One minute Elizabeth Crane and her husband of fifteen years are fixing up their old house in Upstate New York, finally setting down roots after stints in Chicago, Texas, and Brooklyn, when his unexpected admission—I’m not happy—changes everything.
By all laws of literary physics, this memoir shouldn’t work at all. There is very little story, almost no conflict, not many scenes played out as actual scenes and no dialogue that actually appears in quotation marks. At the end of the book, everyone is essentially the same as they were at the beginning. No one has learned a lesson or become a better person. It’s thrilling ... We are accustomed to reading about terrible divorces. You could fill an entire bookstore with memoirs containing scenes of dishes thrown across rooms, $500-an-hour lawyers, psychologically ravaged children and surgically enhanced replacement wives. What is less familiar, at least on the page, are stories of marriages that die from no known cause. As such, This Story Will Change is not so much a memoir about a divorce as a case study of one marriage and what killed it. It’s not a matter of who’s guilty, but what caused the marriage to end seemingly before its time. The wife may be baffled, but she’s full of theories about what went wrong and why.

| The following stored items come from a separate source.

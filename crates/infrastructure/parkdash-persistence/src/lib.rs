mod api;
mod codec;
mod error;
mod maintenance;
mod memory;
mod redb_store;

pub use api::*;
pub use error::*;
pub use memory::MemorySnapshotStore;
pub use redb_store::RedbSnapshotStore;
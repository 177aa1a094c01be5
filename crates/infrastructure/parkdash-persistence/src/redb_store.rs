use std::sync::{Arc, Mutex};

use camino::{Utf8Path, Utf8PathBuf};
use chrono::Utc;
use redb::{Database, ReadableTable, TableDefinition};

use crate::api::{
    DbState, Snapshot, SnapshotStore, CURRENT_SCHEMA, PARKDASH_REDB_FILENAME, SNAPSHOT_KEY,
};
use crate::codec::{decode_snapshot, encode_snapshot};
use crate::maintenance::quarantine_corrupt_file;
use crate::StorageError;

const META: TableDefinition<&str, &str> = TableDefinition::new("meta");
const SNAPSHOTS: TableDefinition<&str, &[u8]> = TableDefinition::new("snapshots");

const META_FORMAT_KEY: &str = "format";
const META_FORMAT_VALUE: &str = "parkdash-redb";
const META_SCHEMA_VERSION: &str = "schema_version";
const META_CREATED_AT: &str = "created_at";
const META_LAST_SAVED_AT: &str = "last_saved_at";

/// Snapshot store backed by a single redb file.
///
/// The database is opened lazily on first use and kept open for the life of
/// the store. A file that fails to open as redb is renamed aside and a fresh
/// one is created on the next save.
#[derive(Debug)]
pub struct RedbSnapshotStore {
    path: Utf8PathBuf,
    db: Mutex<Option<Arc<Database>>>,
}

impl RedbSnapshotStore {
    pub fn new(path: impl Into<Utf8PathBuf>) -> Self {
        Self {
            path: path.into(),
            db: Mutex::new(None),
        }
    }

    pub fn in_dir(dir: &Utf8Path) -> Self {
        Self::new(dir.join(PARKDASH_REDB_FILENAME))
    }

    pub fn path(&self) -> &Utf8Path {
        &self.path
    }

    fn is_corrupt_open_error(err: &redb::DatabaseError) -> bool {
        match err {
            redb::DatabaseError::Storage(storage) => match storage {
                redb::StorageError::Corrupted(_) => true,
                redb::StorageError::Io(ioe) => matches!(
                    ioe.kind(),
                    std::io::ErrorKind::InvalidData | std::io::ErrorKind::UnexpectedEof
                ),
                _ => false,
            },
            _ => false,
        }
    }

    /// Reports the health of the file without creating it.
    pub fn validate(&self) -> Result<DbState, StorageError> {
        if !self.path.exists() {
            return Ok(DbState::Missing);
        }
        if self.db.lock().map_err(|_| StorageError::Poisoned)?.is_some() {
            return Ok(DbState::Valid);
        }

        match Database::open(self.path.as_std_path()) {
            Ok(db) => match Self::ensure_schema(&db) {
                Ok(()) => Ok(DbState::Valid),
                Err(StorageError::NewerSchema { found, supported }) => {
                    Ok(DbState::NewerSchema { found, supported })
                }
                Err(StorageError::DatabaseAlreadyOpen) => Ok(DbState::Busy),
                Err(StorageError::Corrupt) => {
                    drop(db);
                    let _ = quarantine_corrupt_file(&self.path);
                    Ok(DbState::Corrupt)
                }
                Err(e) => Err(e),
            },
            Err(redb::DatabaseError::DatabaseAlreadyOpen) => Ok(DbState::Busy),
            Err(e) if Self::is_corrupt_open_error(&e) => {
                let _ = quarantine_corrupt_file(&self.path);
                Ok(DbState::Corrupt)
            }
            Err(e) => Err(e.into()),
        }
    }

    /// Returns the open database, creating the file when `create` is set.
    fn database(&self, create: bool) -> Result<Option<Arc<Database>>, StorageError> {
        let mut slot = self.db.lock().map_err(|_| StorageError::Poisoned)?;
        if let Some(db) = slot.as_ref() {
            if self.path.exists() {
                return Ok(Some(db.clone()));
            }
            *slot = None;
        }

        let db = if self.path.exists() {
            match Database::open(self.path.as_std_path()) {
                Ok(db) => db,
                Err(e) if Self::is_corrupt_open_error(&e) => {
                    quarantine_corrupt_file(&self.path)?;
                    if !create {
                        return Ok(None);
                    }
                    Database::create(self.path.as_std_path())?
                }
                Err(e) => return Err(e.into()),
            }
        } else if create {
            if let Some(parent) = self.path.parent() {
                std::fs::create_dir_all(parent)?;
            }
            Database::create(self.path.as_std_path())?
        } else {
            return Ok(None);
        };

        if let Err(e) = Self::ensure_schema(&db) {
            drop(db);
            if matches!(e, StorageError::Corrupt) {
                let _ = quarantine_corrupt_file(&self.path);
            }
            return Err(e);
        }
        let db = Arc::new(db);
        *slot = Some(db.clone());
        Ok(Some(db))
    }

    fn ensure_schema(db: &Database) -> Result<(), StorageError> {
        let write_tx = db.begin_write()?;
        {
            let mut meta = write_tx.open_table(META)?;
            let format: Option<String> = meta.get(META_FORMAT_KEY)?.map(|g| g.value().to_string());
            if format.is_none() {
                let schema_version = CURRENT_SCHEMA.to_string();
                let created_at = Utc::now().to_rfc3339();
                meta.insert(META_FORMAT_KEY, META_FORMAT_VALUE)?;
                meta.insert(META_SCHEMA_VERSION, schema_version.as_str())?;
                meta.insert(META_CREATED_AT, created_at.as_str())?;
            } else if format.as_deref() != Some(META_FORMAT_VALUE) {
                return Err(StorageError::Corrupt);
            }
        }
        let _ = write_tx.open_table(SNAPSHOTS)?;
        write_tx.commit()?;

        let read_tx = db.begin_read()?;
        let meta = read_tx.open_table(META)?;
        let schema_version = meta
            .get(META_SCHEMA_VERSION)?
            .and_then(|g| g.value().parse::<u32>().ok())
            .unwrap_or(0);
        if schema_version == 0 {
            return Err(StorageError::Corrupt);
        }
        if schema_version > CURRENT_SCHEMA {
            return Err(StorageError::NewerSchema {
                found: schema_version,
                supported: CURRENT_SCHEMA,
            });
        }
        if schema_version != CURRENT_SCHEMA {
            return Err(StorageError::Corrupt);
        }
        Ok(())
    }
}

impl SnapshotStore for RedbSnapshotStore {
    fn load(&self) -> Result<Option<Snapshot>, StorageError> {
        let Some(db) = self.database(false)? else {
            return Ok(None);
        };
        let read_tx = db.begin_read()?;
        let table = read_tx.open_table(SNAPSHOTS)?;
        let Some(guard) = table.get(SNAPSHOT_KEY)? else {
            return Ok(None);
        };
        decode_snapshot(guard.value()).map(Some)
    }

    fn save(&self, snapshot: &Snapshot) -> Result<(), StorageError> {
        let Some(db) = self.database(true)? else {
            return Err(StorageError::Missing);
        };
        let bytes = encode_snapshot(snapshot)?;
        let saved_at = Utc::now().to_rfc3339();
        let write_tx = db.begin_write()?;
        {
            let mut table = write_tx.open_table(SNAPSHOTS)?;
            table.insert(SNAPSHOT_KEY, bytes.as_slice())?;
            let mut meta = write_tx.open_table(META)?;
            meta.insert(META_LAST_SAVED_AT, saved_at.as_str())?;
        }
        write_tx.commit()?;
        Ok(())
    }

    fn clear(&self) -> Result<(), StorageError> {
        let Some(db) = self.database(false)? else {
            return Ok(());
        };
        let write_tx = db.begin_write()?;
        {
            let mut table = write_tx.open_table(SNAPSHOTS)?;
            table.remove(SNAPSHOT_KEY)?;
        }
        write_tx.commit()?;
        Ok(())
    }
}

Crane, a novelist and short story writer, attempted to write her way out of grief, examining her marriage in granular detail. So granular that it is difficult at times not to scream while reading it, sometimes in frustration (she openly participates in her own denial) and sometimes in exquisite recognition ... In that way it reflects both marriage itself and the experience of listening to anyone talk about their own, past or present.
Crane writes in the third person, creating emotional distance as though she can objectively describe the dissolution of her own marriage. This technique makes the memoir read more like a novel, akin to Jenny Offill's Dept. of Speculation with short, punchy chapters and unflinching self-analysis ... But the occasional shift into first person jars the reader into recalling that this intimate recollection is actually the author's own experience.